She transformed her curly red hair into stick straight hair just like a super model.
if i had a dog that ugly, i’d take it to the pound.
Counts as drilling a block of pine, too. Howdy!
… so ugly, when she was little, they had to tie a pork chop around her neck just to get the dog to play with her
(I know … I know …. it’s an oldie, but it fits so well!)
Gee, you’d almost think there were powerful people pushing an agenda.
Count Anal: The newest muppet on Sesame Street!
(don’t fergit the “O”…)
Puh-leeze. I’m trying to eat here. The woman brushes her teeth with a toilet brush. And it’s not dedicated to that task only
I can think of at least 2 accomplishments, 1 being a member of the lucky sperm club because of who her parents are and 2 being a dead ringer for Howdy Doody. Other than that I can’t think of anything else she’s accomplished except to be as corrupt and amoral as her parents are.
I think she’s actually achieved a lot. She got paid $600,000 by NBC to do nothing. She got paid $300,000 by another firm, and just got another $300,000 job as a member of a board. That’s pretty good for a do-nothing snowflake.
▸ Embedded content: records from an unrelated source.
//! 端末表示用の整形
//!
//! すべて文字列を返すだけで、出力は呼び出し側が行う。

use pokedex_common::{sprite_url, CaptureTag, DisplayedRecord, PokemonDetail, ViewMode};

/// グリッド表示の列数
const GRID_COLUMNS: usize = 3;
/// グリッド1セルの幅
const CELL_WIDTH: usize = 26;

/// 捕獲情報の行
fn capture_lines(capture: Option<&CaptureTag>) -> Vec<String> {
    match capture {
        Some(tag) => vec![
            format!("Nickname: {}", tag.nickname),
            format!("Date: {}", tag.date),
        ],
        None => vec!["Not captured".to_string()],
    }
}

fn id_label(id: Option<u32>) -> String {
    match id {
        Some(id) => format!("#{:03}", id),
        None => "#---".to_string(),
    }
}

/// 一覧を整形
pub fn render_records(records: &[DisplayedRecord], view: ViewMode, sprite_base: &str) -> String {
    if records.is_empty() {
        return "No data available\n".to_string();
    }

    match view {
        ViewMode::Grid => render_grid(records),
        ViewMode::List => render_list(records, sprite_base),
    }
}

fn render_grid(records: &[DisplayedRecord]) -> String {
    let mut out = String::new();

    for row in records.chunks(GRID_COLUMNS) {
        let cells: Vec<Vec<String>> = row
            .iter()
            .map(|r| {
                let mut lines = vec![format!("{} {}", id_label(r.id), r.record.name)];
                lines.extend(capture_lines(r.capture.as_ref()));
                lines
            })
            .collect();
        let height = cells.iter().map(|c| c.len()).max().unwrap_or(0);

        for line_idx in 0..height {
            let line: Vec<String> = cells
                .iter()
                .map(|c| {
                    let text = c.get(line_idx).map(String::as_str).unwrap_or("");
                    format!("{:<width$}", text, width = CELL_WIDTH)
                })
                .collect();
            out.push_str(line.join(" ").trim_end());
            out.push('\n');
        }
        out.push('\n');
    }

    out
}

fn render_list(records: &[DisplayedRecord], sprite_base: &str) -> String {
    let mut out = String::new();

    for r in records {
        let image = r
            .id
            .map(|id| sprite_url(sprite_base, id))
            .unwrap_or_default();
        let capture = capture_lines(r.capture.as_ref()).join(", ");
        out.push_str(&format!(
            "{:<6}{:<24}{:<40}{}\n",
            id_label(r.id),
            r.record.name,
            capture,
            image
        ));
    }

    out
}

/// 詳細を整形
pub fn render_detail(detail: &PokemonDetail, tags: &[CaptureTag], sprite_base: &str) -> String {
    let mut out = String::new();

    out.push_str(&format!("{} {}\n", id_label(Some(detail.id)), detail.name));
    out.push_str(&format!("Image: {}\n", sprite_url(sprite_base, detail.id)));

    out.push_str("\nBase Experience:\n");
    match detail.base_experience {
        Some(exp) => out.push_str(&format!("  {}\n", exp)),
        None => out.push_str("  -\n"),
    }

    out.push_str("\nAbilities:\n");
    let abilities = detail.ability_names();
    if abilities.is_empty() {
        out.push_str("  No abilities available.\n");
    } else {
        for name in abilities {
            out.push_str(&format!("  {}\n", name));
        }
    }

    let captured: Vec<&CaptureTag> = tags.iter().filter(|t| t.character == detail.name).collect();
    out.push_str("\nCaptured:\n");
    if captured.is_empty() {
        out.push_str("  Not captured\n");
    } else {
        for tag in captured {
            out.push_str(&format!("  {} ({})\n", tag.nickname, tag.date));
        }
    }

    out
}

/// タグ一覧を整形
pub fn render_tags(tags: &[CaptureTag]) -> String {
    if tags.is_empty() {
        return "No data available\n".to_string();
    }

    tags.iter()
        .map(|t| format!("{:<24}{:<24}{}\n", t.character, t.nickname, t.date))
        .collect()
}
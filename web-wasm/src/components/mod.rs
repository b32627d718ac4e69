pub mod header;
pub mod toolbar;
pub mod pokemon_card;
pub mod load_more;
pub mod pokemon_detail;
pub mod capture_form;
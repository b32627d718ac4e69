//! 捕獲タグ入力フォーム

use leptos::prelude::*;
use gloo::timers::callback::Timeout;
use crate::local_store;
use pokedex_common::{CaptureTag, Error};

/// 成功メッセージを消すまでの時間
const SUCCESS_MESSAGE_MS: u32 = 3000;

fn alert(message: &str) {
    if let Some(window) = web_sys::window() {
        let _ = window.alert_with_message(message);
    }
}

#[component]
pub fn CaptureForm<FC>(
    character: String,
    tags: RwSignal<Vec<CaptureTag>>,
    on_captured: FC,
) -> impl IntoView
where
    FC: Fn(CaptureTag) + 'static + Clone + Send + Sync,
{
    let (nickname, set_nickname) = signal(String::new());
    let (date, set_date) = signal(String::new());
    let (success_message, set_success_message) = signal(String::new());

    let captured_count = {
        let character = character.clone();
        move || tags.with(|t| t.iter().filter(|tag| tag.character == character).count())
    };

    let on_submit = move |_: leptos::ev::MouseEvent| {
        let mut store = local_store::tag_store();
        match store.capture(&character, &nickname.get_untracked(), &date.get_untracked()) {
            Ok(tag) => {
                on_captured(tag);
                set_nickname.set(String::new());
                set_date.set(String::new());
                set_success_message.set("Pokemon tagged as captured successfully!".to_string());
                Timeout::new(SUCCESS_MESSAGE_MS, move || set_success_message.set(String::new()))
                    .forget();
            }
            Err(Error::Validation(v)) => alert(&v.to_string()),
            Err(e) => {
                gloo::console::error!(format!("failed to save capture: {}", e));
                alert(&e.to_string());
            }
        }
    };

    view! {
        <div class="capture-form">
            <h3>"Tag as Captured"</h3>
            <div class="form-group">
                <label for="nickname">"Nickname:"</label>
                <input
                    type="text"
                    id="nickname"
                    placeholder="Enter nickname"
                    prop:value=move || nickname.get()
                    on:input=move |ev| set_nickname.set(event_target_value(&ev))
                />
            </div>
            <div class="form-group">
                <label for="date">"Date (MM/DD/YYYY):"</label>
                <input
                    type="text"
                    id="date"
                    placeholder="MM/DD/YYYY"
                    prop:value=move || date.get()
                    on:input=move |ev| set_date.set(event_target_value(&ev))
                />
            </div>
            <button class="btn btn-primary" on:click=on_submit>
                "Tag as Captured"
            </button>

            <Show when=move || !success_message.get().is_empty()>
                <div class="success-text">{move || success_message.get()}</div>
            </Show>

            <p class="text-muted">
                {move || format!("Captured {} time(s)", captured_count())}
            </p>
        </div>
    }
}
//! 捕獲タグ入力の検証
//!
//! 日付は形式チェックのみ（MM/DD/YYYY）。暦として存在するかは見ない。

use regex::Regex;

use crate::error::ValidationError;

lazy_static::lazy_static! {
    static ref DATE_RE: Regex =
        Regex::new(r"^(0[1-9]|1[0-2])/(0[1-9]|[12][0-9]|3[01])/[0-9]{4}$").unwrap();
}

/// 日付が MM/DD/YYYY 形式か
pub fn is_valid_date(date: &str) -> bool {
    DATE_RE.is_match(date)
}

/// ニックネームと日付を検証
///
/// どちらかが空なら `MissingFields`、日付が形式に合わなければ `InvalidDate`。
pub fn validate_capture(nickname: &str, date: &str) -> Result<(), ValidationError> {
    if nickname.is_empty() || date.is_empty() {
        return Err(ValidationError::MissingFields);
    }
    if !is_valid_date(date) {
        return Err(ValidationError::InvalidDate);
    }
    Ok(())
}
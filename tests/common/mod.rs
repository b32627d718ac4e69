//! テスト用のローカルHTTPサーバー
//!
//! ループバックで待ち受け、パスに応じた固定レスポンスを返す。

use axum::extract::State;
use axum::http::{header, StatusCode, Uri};
use axum::response::IntoResponse;
use axum::Router;
use std::sync::{Arc, Mutex};
use tokio::net::TcpListener;

pub struct MockServer {
    pub base: String,
    /// 受け付けたリクエストのパス
    pub requests: Arc<Mutex<Vec<String>>>,
}

type Route = Arc<dyn Fn(&str) -> (u16, String) + Send + Sync>;

#[derive(Clone)]
struct MockState {
    route: Route,
    seen: Arc<Mutex<Vec<String>>>,
}

/// `route` は (パス) → (ステータス, ボディ) を返す
pub async fn start<F>(route: F) -> MockServer
where
    F: Fn(&str) -> (u16, String) + Send + Sync + 'static,
{
    let listener = TcpListener::bind("127.0.0.1:0").await.expect("bind failed");
    let addr = listener.local_addr().expect("no local addr");
    let requests = Arc::new(Mutex::new(Vec::new()));

    let state = MockState {
        route: Arc::new(route),
        seen: requests.clone(),
    };
    let app = Router::new().fallback(respond).with_state(state);
    tokio::spawn(async move {
        let _ = axum::serve(listener, app).await;
    });

    MockServer {
        base: format!("http://{}/api/v2", addr),
        requests,
    }
}

async fn respond(State(state): State<MockState>, uri: Uri) -> impl IntoResponse {
    let path = uri
        .path_and_query()
        .map(|pq| pq.as_str().to_string())
        .unwrap_or_else(|| uri.path().to_string());
    state.seen.lock().unwrap().push(path.clone());

    let (status, body) = (state.route)(&path);
    let status = StatusCode::from_u16(status).unwrap_or(StatusCode::INTERNAL_SERVER_ERROR);
    (status, [(header::CONTENT_TYPE, "application/json")], body)
}

/// 一覧レスポンスを作る（全 `total` 件のうち offset から limit 件）
pub fn listing_body(names: &[&str], limit: usize, offset: usize) -> String {
    let results: Vec<serde_json::Value> = names
        .iter()
        .enumerate()
        .skip(offset)
        .take(limit)
        .map(|(i, n)| {
            serde_json::json!({
                "name": n,
                "url": format!("https://pokeapi.co/api/v2/pokemon/{}/", i + 1),
            })
        })
        .collect();
    let next = if offset + limit < names.len() {
        serde_json::Value::String(format!(
            "https://pokeapi.co/api/v2/pokemon/?offset={}&limit={}",
            offset + limit,
            limit
        ))
    } else {
        serde_json::Value::Null
    };
    serde_json::json!({
        "count": names.len(),
        "next": next,
        "previous": null,
        "results": results,
    })
    .to_string()
}

/// クエリ文字列から数値パラメータを取り出す
pub fn query_param(path: &str, key: &str) -> Option<usize> {
    path.split('?')
        .nth(1)?
        .split('&')
        .filter_map(|kv| kv.split_once('='))
        .find(|(k, _)| *k == key)
        .and_then(|(_, v)| v.parse().ok())
}
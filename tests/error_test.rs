//! エラーケーステスト
//!
//! 各種エラーの表示と変換を検証

use pokedex_common::ValidationError;
use pokedex_rust::error::PokedexError;

/// PokedexErrorのDisplay実装確認
#[test]
fn test_error_display() {
    let errors = vec![
        PokedexError::Config("テスト設定エラー".to_string()),
        PokedexError::Network("500 Internal Server Error".to_string()),
        PokedexError::NotFound("missingno".to_string()),
        PokedexError::InvalidLimit(0),
        PokedexError::InvalidReference("".to_string()),
    ];

    for err in errors {
        let display = format!("{}", err);
        assert!(!display.is_empty(), "エラーメッセージが空: {:?}", err);
    }
}

#[test]
fn test_network_error_message() {
    let err = PokedexError::Network("503".to_string());
    assert!(err.to_string().starts_with("Network response was not ok"));
}

#[test]
fn test_not_found_message() {
    let err = PokedexError::NotFound("missingno".to_string());
    assert_eq!(err.to_string(), "Pokemon not found: missingno");
}

/// 検証エラーはメッセージがそのまま表示される
#[test]
fn test_validation_conversion() {
    let err: PokedexError = ValidationError::MissingFields.into();
    assert!(matches!(err, PokedexError::Validation(ValidationError::MissingFields)));
    assert_eq!(err.to_string(), "Please enter both Nickname and Date.");
}

/// IOエラーからの変換
#[test]
fn test_io_error_conversion() {
    let io_err = std::io::Error::new(std::io::ErrorKind::NotFound, "file not found");
    let err: PokedexError = io_err.into();

    assert!(matches!(err, PokedexError::Io(_)));
    assert!(format!("{}", err).contains("IO"));
}

/// JSONエラーからの変換
#[test]
fn test_json_error_conversion() {
    let json_err = serde_json::from_str::<serde_json::Value>("{ invalid }").unwrap_err();
    let err: PokedexError = json_err.into();

    assert!(matches!(err, PokedexError::JsonParse(_)));
}

/// common::Errorからの変換
#[test]
fn test_common_error_conversion() {
    let common_err = pokedex_common::Error::Storage("quota exceeded".to_string());
    let err: PokedexError = common_err.into();

    assert!(matches!(err, PokedexError::Common(_)));
    assert!(err.to_string().contains("quota exceeded"));
}

/// 終了時に表示する文言は1行で、種類ごとに決まった形
#[test]
fn test_report_messages() {
    assert_eq!(
        PokedexError::NotFound("missingno".to_string()).report(),
        "Pokemon not found"
    );
    assert_eq!(
        PokedexError::Validation(ValidationError::InvalidDate).report(),
        "Please enter a valid date in MM/DD/YYYY format."
    );
    assert_eq!(
        PokedexError::Network("500 Internal Server Error".to_string()).report(),
        "Error: Network response was not ok: 500 Internal Server Error"
    );
    assert!(!PokedexError::InvalidLimit(0).report().contains('\n'));
}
Well, Webb wasn’t the handsomest guy.
Her dad, Webb Hubbell, didn’t have to spend any time in Purgatory. Ever since the morning after he screwed Hillary, and sobered up, he’s paid one helluva price. He realized he screwed his partner rather than one of their clients. He was agonized with shame and guilt til the day Clinton’s had him killed.
Shouldn’t it be Countess Anal?
Definitely a double-bagger. You know, in case the first one falls off. And I’d need to have a screen-shot of the bank balance up to plow that.
Webster Hubbell is very much alive. You all are thinking of Vince Foster.
“… name 3 achievements by Chelsea Clinton”
1. she dethroned Amy Carter as the ugliest First Daughter
2. she provided a ‘safe house’ for her mother’s seizures
3. she proves fish have lips … ’cause last time I saw a mouth like that it had a hook in it
1. She survived being in the crossfire of books, lamps, and other household weaponry during the many knock-down drag-out fights between H-Rod and Slick.
2. She didn’t murder either parent. That’s no small thing.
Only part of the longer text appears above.